We conducted a retrospective study in order to investigate the clinical significance of temporopolar grey/white matter abnormalities (GWMA) in patients with temporal lobe epilepsy (TLE) and unilateral hippocampal sclerosis (HS) with a long post-surgical follow-up.The study comprised 122 consecutive patients with medically refractory TLE and unilateral HS who underwent epilepsy surgery and had a minimum postoperative follow-up of 5 years. Patients were divided into two groups, based on findings of pre-surgical MRI: group 1 with GWMA and 2 with normal signal and grey/white matter definition in temporal pole. Demographic and clinical data were reviewed and compared between groups.GWMA were found in 52.5% of patients, always ipsilateral to HS. Compared with group 2, group 1 patients had earlier epilepsy onset (mean, 9.3 vs 14.4 years, P=0.001), a higher occurrence of first seizure ≤2 years of age (25.8% vs 10.5%, P=0.036; OR=2.96 [95% CI=1.07-8.19]), and greater prevalence of left HS (76.6% vs 43.1%, P0.001; OR=4.31 [95% CI=1.98-9.38]). No differences were found in gender, presence or type of initial precipitating injury, history of secondary generalized seizures, duration of epilepsy, seizure frequency before surgery, neuropsychological evaluation and presence or lateralization of pre-surgical interictal epileptiform discharges. Postoperative follow-up varied from 5 to 11.5 years (mean 7.4) and was similar in both groups (P=0.155). The proportion of patients classified as seizure-free (Engel class I) at last follow-up in groups 1 and 2 were 73.4% and 69%, respectively (P=0.689).
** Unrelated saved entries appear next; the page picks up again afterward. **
fn broadcast(kind: OpKind, lhs: &Tensor, rhs: &Tensor, f: impl Fn(f32, f32) -> f32) -> Result<Tensor, OpError> {
    let (sl, sr) = (lhs.shape(), rhs.shape());
    if sr.len() > sl.len() || sl[sl.len() - sr.len()..] != *sr {
        return Err(shape_err(kind, format!("cannot broadcast {sr:?} onto {sl:?}")));
    }
    let (a, b) = (f32s(kind, lhs)?, f32s(kind, rhs)?);
    let out = a
        .iter()
        .enumerate()
        .map(|(i, &x)| f(x, b[i % b.len()]))
        .collect();
    build(kind, sl.to_vec(), out)
}

fn softmax(kind: OpKind, x: &Tensor, axis: usize) -> Result<Tensor, OpError> {
    let shape = x.shape();
    if shape.is_empty() || axis != shape.len() - 1 {
        return Err(shape_err(kind, format!("axis {axis} must be the last axis")));
    }
    let width = shape[axis];
    let data = f32s(kind, x)?;
    let mut out = Vec::with_capacity(data.len());
    for row in data.chunks_exact(width.max(1)) {
        let max = row.iter().copied().fold(f32::NEG_INFINITY, f32::max);
        let exps: Vec<f32> = row.iter().map(|&v| (v - max).exp()).collect();
        let sum: f32 = exps.iter().sum();
        out.extend(exps.iter().map(|&e| e / sum));
    }
    build(kind, shape.to_vec(), out)
}

fn gather(kind: OpKind, table: &Tensor, ids: &Tensor) -> Result<Tensor, OpError> {
    let ts = table.shape();
    if ts.len() != 2 {
        return Err(shape_err(kind, format!("table must be 2-D, got {ts:?}")));
    }
    let (rows, width) = (ts[0], ts[1]);
    let values = f32s(kind, table)?;
    let idx = ids
        .as_i64()
        .map_err(|source| OpError::Tensor { op: kind, source })?;
    let mut out = Vec::with_capacity(idx.len() * width);
    for &i in idx {
        if i < 0 || i as usize >= rows {
            return Err(OpError::IndexOutOfRange {
                op: kind,
                index: i,
                size: rows,
            });
        }
        let start = i as usize * width;
        out.extend_from_slice(&values[start..start + width]);
    }
    let mut shape = ids.shape().to_vec();
    shape.push(width);
    build(kind, shape, out)
}

fn concat(kind: OpKind, inputs: &[&Tensor], axis: usize) -> Result<Tensor, OpError> {
    let first = inputs
        .first()
        .ok_or_else(|| shape_err(kind, "no inputs".to_string()))?;
    let rank = first.shape().len();
    if axis >= rank {
        return Err(shape_err(kind, format!("axis {axis} out of range")));
    }
    let outer: usize = first.shape()[..axis].iter().product();
    let mut total = 0;
    for t in inputs {
        let s = t.shape();
        if s.len() != rank || s[..axis] != first.shape()[..axis] || s[axis + 1..] != first.shape()[axis + 1..] {
            return Err(shape_err(kind, format!("cannot concatenate {s:?} with {:?}", first.shape())));
        }
        total += s[axis];
    }
    let slices: Vec<(&[f32], usize)> = inputs
        .iter()
        .map(|t| {
            let chunk: usize = t.shape()[axis..].iter().product();
            f32s(kind, t).map(|d| (d, chunk))
        })
        .collect::<Result<_, _>>()?;
    let mut out = Vec::with_capacity(slices.iter().map(|(d, _)| d.len()).sum());
    for o in 0..outer {
        for (data, chunk) in &slices {
            out.extend_from_slice(&data[o * chunk..(o + 1) * chunk]);
        }
    }
    let mut shape = first.shape().to_vec();
    shape[axis] = total;
    build(kind, shape, out)
}

fn reshape(kind: OpKind, x: &Tensor, spec: &[i64]) -> Result<Tensor, OpError> {
    let mut shape = Vec::with_capacity(spec.len());
    let mut inferred = None;
    for (i, &s) in spec.iter().enumerate() {
        match s {
            0 => shape.push(
                *x.shape()
                    .get(i)
                    .ok_or_else(|| shape_err(kind, format!("no axis {i} to copy")))?,
            ),
            -1 => {
                inferred = Some(i);
                shape.push(1);
            }
            n if n > 0 => shape.push(n as usize),
            _ => return Err(shape_err(kind, format!("invalid target shape {spec:?}"))),
        }
    }
    if let Some(i) = inferred {
        let known: usize = shape.iter().product();
        if known == 0 || x.numel() % known != 0 {
            return Err(shape_err(kind, format!("cannot infer -1 in {spec:?}")));
        }
        shape[i] = x.numel() / known;
    }
    x.clone()
        .reshape(shape)
        .map_err(|source| OpError::Tensor { op: kind, source })
}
Similarly, the percentages of seizure-free patients with no antiepileptic drugs at last evaluation were not different between groups (P=0.817). In logistic regression analysis, left HS (P=0.001; OR=4.166 [95% CI=1.86-9.34]) and age at epilepsy onset ≤2 years (P=0.047; OR=3.885 [95% CI=1.86-17.50]) were independently associated with risk of having GWMA.GWMA are frequent findings in patients with TLE and HS, and may help lateralize the epileptogenic zone. Our data support the hypothesis that GWMA are caused by seizure-related insults during the critical period of cerebral myelination. GWMA did not influence the postoperative seizure outcome of patients with TLE and HS, even after an extended duration of post-surgical follow-up.